The flexibility of the design, together with the good performance of the
processing algorithm, resulted in a successful driving of the vehicle,
finishing the DARPA Grand Challenge. The same objective could be reached by
dynamically changing the focal length of the lenses instead of the baseline.
The fact that there are two lenses per stereo device that need to have the same
focal length increases the complexity of this solution since variations of the
focal length are carried out mechanically with zoom lenses. Nevertheless, a
research team at the University of Central Florida
has
recently developed zoom lenses that can alter their focal length nearly
instantaneously without changing the position of the lenses. These adaptive
lenses are based on the ability of a liquid-crystal layer to alter the degree
to which it can refract light when exposed to an electric field [12].
The
objective of this investigation is to develop a stereo system that is capable
of capturing 3D information from two different fields of view at the same time.

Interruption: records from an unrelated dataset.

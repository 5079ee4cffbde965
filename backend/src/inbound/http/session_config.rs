//! Session cookie configuration derived from [`AppSettings`].
//!
//! Validates the cookie toggles and loads the signing key so misconfiguration
//! fails at startup rather than on the first login.

pub mod fingerprint;

use std::path::PathBuf;

use actix_web::cookie::{Key, SameSite};
use tracing::warn;
use zeroize::Zeroize;

use crate::settings::AppSettings;

/// Minimum session key file length in bytes.
pub const SESSION_KEY_MIN_LEN: usize = 64;
const SAME_SITE_EXPECTED: &str = "lax|strict|none";

/// Build mode for session configuration validation.
#[derive(Clone, Copy, Debug, Eq, PartialEq)]
pub enum BuildMode {
    /// Debug builds may opt into a throwaway key.
    Debug,
    /// Release builds always require a key file.
    Release,
}

impl BuildMode {
    /// Determine the build mode from `cfg!(debug_assertions)`.
    #[must_use]
    pub fn from_debug_assertions() -> Self {
        if cfg!(debug_assertions) {
            Self::Debug
        } else {
            Self::Release
        }
    }
}

/// Validated session cookie settings.
pub struct SessionSettings {
    /// Signing and encryption key for cookie sessions.
    pub key: Key,
    /// Whether session cookies are marked `Secure`.
    pub cookie_secure: bool,
    /// `SameSite` policy for session cookies.
    pub same_site: SameSite,
}

/// Errors raised while validating session configuration.
#[derive(thiserror::Error, Debug)]
pub enum SessionConfigError {
    /// The `SameSite` value is not recognised.
    #[error("invalid same_site value '{value}'; expected {expected}")]
    InvalidSameSite {
        /// The rejected value.
        value: String,
        /// Accepted spellings.
        expected: &'static str,
    },
    /// `SameSite=None` without the `Secure` attribute.
    #[error("same_site=none requires cookie_secure=true")]
    InsecureSameSiteNone,
    /// Reading the session key file failed and no fallback is permitted.
    #[error("failed to read session key at {path}: {source}")]
    KeyRead {
        /// Key file location.
        path: PathBuf,
        /// I/O failure.
        #[source]
        source: std::io::Error,
    },
    /// The key file is shorter than [`SESSION_KEY_MIN_LEN`].
    #[error("session key at {path} too short: need >= {min_len} bytes, got {length}")]
    KeyTooShort {
        /// Key file location.
        path: PathBuf,
        /// Bytes found.
        length: usize,
        /// Bytes required.
        min_len: usize,
    },
    /// Release builds must not allow ephemeral session keys.
    #[error("allow_ephemeral_session_key must be false in release builds")]
    EphemeralNotAllowed,
}

/// Build session settings from application configuration.
///
/// # Errors
/// Returns [`SessionConfigError`] when the `SameSite` policy is unknown or
/// unsafe, when the key file is short, or when it is unreadable and no
/// ephemeral key is permitted.
///
/// # Examples
/// ```rust
/// use risk_appetite::inbound::http::session_config::{BuildMode, session_settings};
/// use risk_appetite::settings::AppSettings;
///
/// # fn main() -> Result<(), Box<dyn std::error::Error>> {
/// let key_path = std::env::temp_dir().join("risk_appetite_session_key_example");
/// std::fs::write(&key_path, vec![b'k'; 64])?;
///
/// let settings = AppSettings {
///     bind_addr: None,
///     database_path: None,
///     pool_max_size: None,
///     session_key_file: Some(key_path.clone()),
///     cookie_secure: true,
///     same_site: Some("strict".into()),
///     allow_ephemeral_session_key: false,
///     admin_username: None,
///     admin_password: None,
/// };
/// let session = session_settings(&settings, BuildMode::Release)?;
/// assert!(session.cookie_secure);
///
/// std::fs::remove_file(&key_path)?;
/// # Ok(())
/// # }
/// ```
pub fn session_settings(
    settings: &AppSettings,
    mode: BuildMode,
) -> Result<SessionSettings, SessionConfigError> {
    let cookie_secure = settings.cookie_secure();
    let same_site = parse_same_site(settings.same_site.as_deref(), cookie_secure)?;
    if mode == BuildMode::Release && settings.allow_ephemeral_session_key {
        return Err(SessionConfigError::EphemeralNotAllowed);
    }
    let key = load_key(
        settings.session_key_file(),
        settings.allow_ephemeral_session_key,
    )?;

    Ok(SessionSettings {
        key,
        cookie_secure,
        same_site,
    })
}

fn parse_same_site(value: Option<&str>, cookie_secure: bool) -> Result<SameSite, SessionConfigError> {
    let Some(value) = value else {
        return Ok(SameSite::Lax);
    };
    match value.trim().to_ascii_lowercase().as_str() {
        "lax" => Ok(SameSite::Lax),
        "strict" => Ok(SameSite::Strict),
        "none" if cookie_secure => Ok(SameSite::None),
        "none" => Err(SessionConfigError::InsecureSameSiteNone),
        _ => Err(SessionConfigError::InvalidSameSite {
            value: value.to_owned(),
            expected: SAME_SITE_EXPECTED,
        }),
    }
}

fn load_key(path: PathBuf, allow_ephemeral: bool) -> Result<Key, SessionConfigError> {
    match std::fs::read(&path) {
        Ok(mut bytes) => {
            let length = bytes.len();
            if length < SESSION_KEY_MIN_LEN {
                bytes.zeroize();
                return Err(SessionConfigError::KeyTooShort {
                    path,
                    length,
                    min_len: SESSION_KEY_MIN_LEN,
                });
            }
            let key = Key::derive_from(&bytes);
            bytes.zeroize();
            Ok(key)
        }
        Err(error) if allow_ephemeral => {
            warn!(
                path = %path.display(),
                error = %error,
                "using temporary session key; sessions will not survive a restart"
            );
            Ok(Key::generate())
        }
        Err(source) => Err(SessionConfigError::KeyRead { path, source }),
    }
}

#[cfg(test)]
mod tests;
//! Outbound adapters implementing domain ports for external infrastructure.
//!
//! - **persistence**: SQLite-backed repositories using Diesel ORM
//! - **security**: Argon2id password hashing
//!
//! Adapters are thin translators that convert between domain types and
//! infrastructure-specific representations. They contain no business logic.

pub mod persistence;
pub mod security;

In order to do so, the concept of bifocal
perception was defined and an experimental system was assembled and
tried.
2. Concept of Bifocal Perception
Bifocal
lenses are a special kind of lenses with
two distinctive areas, each one having a different eyesight correction. This
special optics is designed for people who need assistance for both near and far
distances, and prefer a solution in just one single lens. If the correction
varies progressively, the lenses are then called varifocal lenses. The human eye can automatically focus according
to the portion of the lens the eye is looking through. Unfortunately, a camera
cannot mimic this behavior and typically each lens has a unique focal length f. As a result, bifocal perception can only be achieved in machine vision with at
least two cameras: one lens covering short ranges and the other one in charge
of sensing at long distances. Both cameras working concurrently cover a wider
area of the target scene.
Different physical realizations can be devised to
realize the concept of bifocal perception. If a compact stereo camera is
assembled with two lenses of different focal lengths, far distance and near
distance, information can be acquired at the same time. Obviously, since the
lenses have a different focal length, the stereo effect is impossible to
obtain. The system would function just as a superposition of two monocular
cameras, losing the opportunity of retrieving stereo information, and therefore
the 3D awareness. In addition, the conventional stereovision calibration
algorithms cannot be applied, and consequently the original images cannot be
easily rectified for lens aberration. Each camera would require its own
calibration test.
The best way of achieving long-range and short-range
perceptions simultaneously in a unique system is by mounting two stereo cameras in a
perception head. This configuration is clearly more advantageous than the
simple union of two monocular cameras to sense different fields: first, stereo
data is available and either 2D or 3D information is obtainable for both fields
of view; second, each stereo rig can be calibrated independently, being all the
images properly rectified; third, stereo calibration is faster, easier, and
usually more accurate than monocular cameras calibration. The arrangement of
two stereo cameras in a unique perception head is the physical realization of
the idea of stereo bifocal perception.
A basic design for a bifocal stereo head is depicted in Figure 2(a), where B1 and B2 are the baselines for the short-range and long-range cameras,
respectively. Such layout can be further elaborated by increasing compactness
and adding two lateral (monocular) cameras for side perception, as shown in Figure
2(b).
Figure 2: Design of a
bifocal stereo head: (a) basic assembly; (b) compact model.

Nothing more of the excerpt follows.